FORECASTING BODY MASS INDEX DISTRIBUTIONS AMONG THE US CHILDREN USING A LONGITUDINAL DATASET

Sunday, October 20, 2013
Key Ballroom Foyer (Hilton Baltimore)
Poster Board # P1-49
Health Services, and Policy Research (HSP)
Candidate for the Lee B. Lusted Student Prize Competition

David D. Kim, MS, University of Washington, Seattle, WA and Anirban Basu, PhD, University of Washington, Seattle, Seattle, WA

2013 SMDM Abstract - David Daeho Kim

Purpose:
To forecast Body Mass Index (BMI) distributions among children and adolescents in the United States (U.S.) using a longitudinal dataset

Methods:
We developed a statistical model to generate transition probabilities between BMI categories, and then using the estimated transition probabilities predicted the future BMI distributions among children aged 6 to 17.  We defined four different BMI categories based on age-adjusted BMI percentiles distributions and Center for Disease Control recommendations: Underweight, Normal, Overweight and Obese.  In a nationally representative longitudinal dataset, Early Childhood Longitudinal Program (ECLS) that followed children at kindergarten in 1999 to 8th grade, the measured children's weight and height were reported five time periods.  We used four BMI categories in (N+1)th period as ordered outcomes to run an ordered logistic regression, and four BMI categories in Nth period, age, gender, race, and interaction terms are used for covariates.
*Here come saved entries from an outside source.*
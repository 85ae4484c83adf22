//! In-memory transform operators for the scanflow pushdown query
//! engine: `Project`, `Sort`, `Top`, `NestedLoopJoin` and `BloomCreate`.
//! None of these talk to a `RemoteScanClient` - that's `scanflow-io`'s
//! job; this crate only ever reacts to messages already inside the
//! graph.

pub mod bloom_create;
pub mod expr;
pub mod nested_loop_join;
pub mod project;
pub mod sort;
pub mod top;

pub use bloom_create::BloomCreate;
pub use expr::{ColumnRef, JoinExpr, Order, SortExpr};
pub use nested_loop_join::NestedLoopJoin;
pub use project::{Project, ProjectExpr};
pub use sort::Sort;
pub use top::Top;
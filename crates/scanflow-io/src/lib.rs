//! Remote-scan-backed operators (sources and the bloom-consuming scan)
//! plus the `Collate` sink, built on top of `scanflow-core`'s graph
//! primitives and `scanflow-tx`'s in-memory transforms.

pub mod bloom_scan;
pub mod collate;
pub mod dummy_top;
pub mod remote;
pub mod sql_table_scan;
pub mod topk_table_scan;

pub use bloom_scan::SqlTableScanBloomUse;
pub use collate::Collate;
pub use dummy_top::{DummyTop, DummyTopConfig};
pub use remote::{ComputeOffloadClient, DataFusionScanClient, RemoteScanClient, ScanFormat, ScanOutcome};
pub use sql_table_scan::{ShardConcurrency, SqlShardedTableScan, SqlTableScan, SqlTableScanConfig};
pub use topk_table_scan::{ShardSpec, TopKTableScan, TopKTableScanConfig};
//! Builds a `SlicedBloomFilter` from one field of every row it
//! receives, broadcasting the finished filter once its producer
//! completes. Grounded on `s3filter/op/bloom_create.py`'s `BloomCreate`.
//!
//! The original negotiates its false-positive rate at completion time
//! by reaching into `self.consumers` for the connected
//! `SQLTableScanBloomUse`'s SQL string length. Operators here never
//! hold references to their peers, so the equivalent budget
//! (`max_downstream_template_len`, the longest base SQL template any
//! connected bloom-use scan will substitute the filter's predicate
//! into) is supplied explicitly by the caller assembling the graph, who
//! already knows both operators' configuration.

use async_trait::async_trait;
use scanflow_core::bloom::SlicedBloomFilter;
use scanflow_core::error::EngineError;
use scanflow_core::message::{IndexedTuple, Message, RowTuple};
use scanflow_core::operator::{Env, Operator, OperatorId, OperatorKind};
use std::sync::Arc;
use tracing::warn;

pub struct BloomCreate {
    name: String,
    bloom_field_name: String,
    fp_rate: f64,
    max_downstream_template_len: usize,
    header: Option<RowTuple>,
    values: Vec<i64>,
    tuple_count: usize,
    bloom_capacity: usize,
    bloom_fp_rate: f64,
    bloom_num_slices: usize,
    bloom_num_bits_per_slice: usize,
    bloom_num_bits_set: usize,
}

impl BloomCreate {
    pub const DEFAULT_FP_RATE: f64 = 0.3;

    pub fn new(name: impl Into<String>, bloom_field_name: impl Into<String>, max_downstream_template_len: usize) -> Self {
        Self::with_fp_rate(name, bloom_field_name, max_downstream_template_len, Self::DEFAULT_FP_RATE)
    }

    pub fn with_fp_rate(name: impl Into<String>, bloom_field_name: impl Into<String>, max_downstream_template_len: usize, fp_rate: f64) -> Self {
        Self {
            name: name.into(),
            bloom_field_name: bloom_field_name.into(),
            fp_rate,
            max_downstream_template_len,
            header: None,
            values: Vec::new(),
            tuple_count: 0,
            bloom_capacity: 0,
            bloom_fp_rate: 0.0,
            bloom_num_slices: 0,
            bloom_num_bits_per_slice: 0,
            bloom_num_bits_set: 0,
        }
    }
}

#[async_trait]
impl Operator for BloomCreate {
    fn kind(&self) -> OperatorKind {
        OperatorKind::Generic
    }

    fn required_consumer_kind(&self) -> Option<OperatorKind> {
        Some(OperatorKind::BloomUseScan)
    }

    async fn on_receive(&mut self, _env: &mut Env<'_>, messages: Vec<Message>, _producer: OperatorId) -> Result<(), EngineError> {
        for message in messages {
            let row = match message {
                Message::Tuple(row) => row,
                other => return Err(EngineError::schema(&self.name, format!("unexpected message {other:?}"))),
            };
            if self.header.is_none() {
                if !row.iter().any(|f| f == &self.bloom_field_name) {
                    return Err(EngineError::schema(
                        &self.name,
                        format!("header {row:?} does not contain bloom field '{}'", self.bloom_field_name),
                    ));
                }
                self.header = Some(row);
            } else {
                let header = self.header.clone().expect("checked above");
                let indexed = IndexedTuple::new(&header, &row);
                let raw = indexed
                    .get(&self.bloom_field_name)
                    .ok_or_else(|| EngineError::schema(&self.name, format!("row missing field '{}'", self.bloom_field_name)))?;
                let value = raw
                    .parse::<i64>()
                    .map_err(|e| EngineError::schema(&self.name, format!("bloom field '{raw}' is not an int: {e}")))?;
                self.values.push(value);
            }
        }
        Ok(())
    }

    async fn on_drain(&mut self, env: &mut Env<'_>) -> Result<(), EngineError> {
        self.tuple_count = self.values.len();
        if self.values.is_empty() {
            return Ok(());
        }

        let column_expr = format!("CAST({} AS INT)", self.bloom_field_name);
        let best_possible = SlicedBloomFilter::best_achievable_fp_rate(self.values.len(), self.max_downstream_template_len, &column_expr);

        let fp_rate = if best_possible > self.fp_rate {
            warn!(
                operator = %self.name,
                configured = self.fp_rate,
                best_possible,
                "bloom filter fp rate too low for the downstream SQL expression budget, widening"
            );
            best_possible
        } else {
            self.fp_rate
        };

        let mut filter = SlicedBloomFilter::new(self.values.len(), fp_rate);
        for v in std::mem::take(&mut self.values) {
            filter.add(v);
        }

        // snapshot the filter's stats before handing it off - `metrics_extra` is
        // read only after the graph quiesces, long after `filter` has moved.
        self.bloom_capacity = filter.capacity();
        self.bloom_fp_rate = filter.fp_rate();
        self.bloom_num_slices = filter.num_slices();
        self.bloom_num_bits_per_slice = filter.bits_per_slice();
        self.bloom_num_bits_set = filter.len();

        env.send(vec![Message::Bloom(Arc::new(filter))]).await?;
        Ok(())
    }

    fn metrics_extra(&self) -> serde_json::Value {
        serde_json::json!({
            "tuple_count": self.tuple_count,
            "bloom_filter_capacity": self.bloom_capacity,
            "bloom_filter_fp_rate": self.bloom_fp_rate,
            "bloom_filter_num_slices": self.bloom_num_slices,
            "bloom_filter_num_bits_per_slice": self.bloom_num_bits_per_slice,
            "bloom_filter_num_bits_set": self.bloom_num_bits_set,
        })
    }
}

#[cfg(test)]
mod tests {
    use super::*;
    use async_trait::async_trait;
    use scanflow_core::config::GraphConfig;
    use scanflow_core::plan::QueryPlan;

    struct FeedOnce {
        rows: Vec<RowTuple>,
    }

    #[async_trait]
    impl Operator for FeedOnce {
        async fn run(&mut self, env: &mut Env<'_>) -> Result<(), EngineError> {
            for row in self.rows.drain(..) {
                env.send(vec![Message::Tuple(row)]).await?;
            }
            env.complete().await
        }

        async fn on_receive(&mut self, _env: &mut Env<'_>, _messages: Vec<Message>, _producer: OperatorId) -> Result<(), EngineError> {
            Ok(())
        }
    }

    /// `QueryPlan` doesn't expose a generic downcast, so the sink hands
    /// its captured filter out through a shared cell instead of relying
    /// on the test reaching back into the operator after `execute()`.
    struct CaptureBloom {
        slot: Arc<std::sync::Mutex<Option<Arc<SlicedBloomFilter>>>>,
    }

    #[async_trait]
    impl Operator for CaptureBloom {
        fn kind(&self) -> OperatorKind {
            OperatorKind::BloomUseScan
        }

        async fn on_receive(&mut self, _env: &mut Env<'_>, messages: Vec<Message>, _producer: OperatorId) -> Result<(), EngineError> {
            for m in messages {
                if let Message::Bloom(f) = m {
                    *self.slot.lock().unwrap() = Some(f);
                }
            }
            Ok(())
        }
    }

    #[tokio::test]
    async fn builds_and_broadcasts_filter_containing_every_value() {
        let mut plan = QueryPlan::new(GraphConfig::default());
        let src = plan.add_operator(
            "src",
            FeedOnce {
                rows: vec![
                    vec!["l_orderkey".into()],
                    vec!["1".into()],
                    vec!["2".into()],
                    vec!["3".into()],
                ],
            },
        );
        let bloom = plan.add_operator("bloom", BloomCreate::new("bloom", "l_orderkey", 8192));
        let slot: Arc<std::sync::Mutex<Option<Arc<SlicedBloomFilter>>>> = Arc::new(std::sync::Mutex::new(None));
        let sink = plan.add_operator("sink", CaptureBloom { slot: slot.clone() });
        plan.connect(src, bloom).unwrap();
        plan.connect(bloom, sink).unwrap();
        plan.execute().await.unwrap();

        let captured = slot.lock().unwrap().clone().expect("bloom filter was broadcast");
        assert!(captured.contains(1));
        assert!(captured.contains(2));
        assert!(captured.contains(3));
    }
}
#[async_trait]
impl Operator for TopKTableScan {
    async fn run(&mut self, env: &mut Env<'_>) -> Result<(), EngineError> {
        let sample_start = std::time::Instant::now();
        let (sample_header, sample_rows) = self.sample().await?;
        self.sampling_time = sample_start.elapsed();

        let sample_values: Vec<ScalarValue> = sample_rows
            .iter()
            .map(|r| self.config.sort_col_type.cast(&r[0]))
            .collect::<Result<_, _>>()?;

        let (lsv, msv) = match significant_values(sample_values, self.config.order) {
            Some(v) => v,
            None => {
                // Nothing came back from the sample: nothing to threshold against,
                // fall straight through with the unfiltered base query.
                warn!(operator = %self.name, "pilot sample returned no rows, scanning unfiltered");
                let (header, rows) = self
                    .filtered_scan(&match self.config.sort_col_type {
                        ColType::Int => ScalarValue::Int(i64::MAX),
                        ColType::Float => ScalarValue::Float(f64::MAX),
                        _ => ScalarValue::Str(String::new()),
                    })
                    .await?;
                let ranked = rank(header, rows, self.config.max_tuples, self.sort_exprs()).await?;
                for row in ranked {
                    env.send(vec![Message::Tuple(row)]).await?;
                }
                return env.complete().await;
            }
        };

        let threshold = if self.config.is_conservative { lsv } else { msv };
        info!(operator = %self.name, ?threshold, is_conservative = self.config.is_conservative, "topk_table_scan: derived threshold from pilot sample");

        let (mut header, mut rows) = self.filtered_scan(&threshold).await?;
        self.filtered_rows_before_fallback = rows.len();

        if rows.is_empty() && sample_rows.len() == self.config.max_tuples && self.config.is_conservative {
            let widened = widen(&threshold, self.config.order);
            warn!(operator = %self.name, ?widened, "filtered scan returned nothing though the sample was full, retrying once with a widened threshold");
            self.retried_with_widened_threshold = true;
            let (h2, r2) = self.filtered_scan(&widened).await?;
            header = h2;
            rows = r2;
        }

        let final_table = if rows.len() < self.config.max_tuples {
            self.used_fallback = true;
            warn!(operator = %self.name, filtered = rows.len(), k = self.config.max_tuples, "fewer than K rows survived the threshold, falling back to the sample top-K");
            let mut table = vec![sample_header];
            table.extend(sample_rows);
            table
        } else {
            rank(header, rows, self.config.max_tuples, self.sort_exprs()).await?
        };

        for row in final_table {
            env.send(vec![Message::Tuple(row)]).await?;
        }
        env.complete().await
    }

    async fn on_receive(&mut self, _env: &mut Env<'_>, _messages: Vec<Message>, _producer: OperatorId) -> Result<(), EngineError> {
        Err(EngineError::schema(&self.name, "TopKTableScan is a source and has no producers"))
    }

    fn metrics_extra(&self) -> serde_json::Value {
        serde_json::json!({
            "sampling_time_secs": self.sampling_time.as_secs_f64(),
            "filtered_rows_before_fallback": self.filtered_rows_before_fallback,
            "used_sample_fallback": self.used_fallback,
            "retried_with_widened_threshold": self.retried_with_widened_threshold,
        })
    }
}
The transition probabilities from each of four BMI categories in the previous period to four BMI categories in the next period were estimated using recycled predictions.

Results:

In the spring of 1999, among kindergarten-aged children, there are 3.7% of underweight, 70.3% of normal, 14.6% of overweight, and 11.4% of obese children.  By the time of reaching 8th grade in the spring of 2007, there are 2.3% of underweight, 62.0% of normal, 16.9% of overweight, and 18.8% of obese children.  Over an 8-year period of following, in average 83% of children who were obese in the previous period had remained in the same category, while 14.4% and 2.7% had moved to overweight and normal category respectively. Overall trends between 1999 and 2007 showed that children with underweight had been stable at 2-3% prevalence, while children with obesity and overweight increased until age 11, then the prevalence seemed to reach a plateau.

Conclusion:  

Based on the transition probabilities, the estimated prevalence of obesity (18.8%) and overweight (16.9%) corresponds with the published prevalence of obesity and overweight in 2007 among children and adolescent.  The transition probabilities estimated using the longitudinal dataset would be valuable to forecast the future trends of BMI distribution and to predict the critical age for childhood obesity.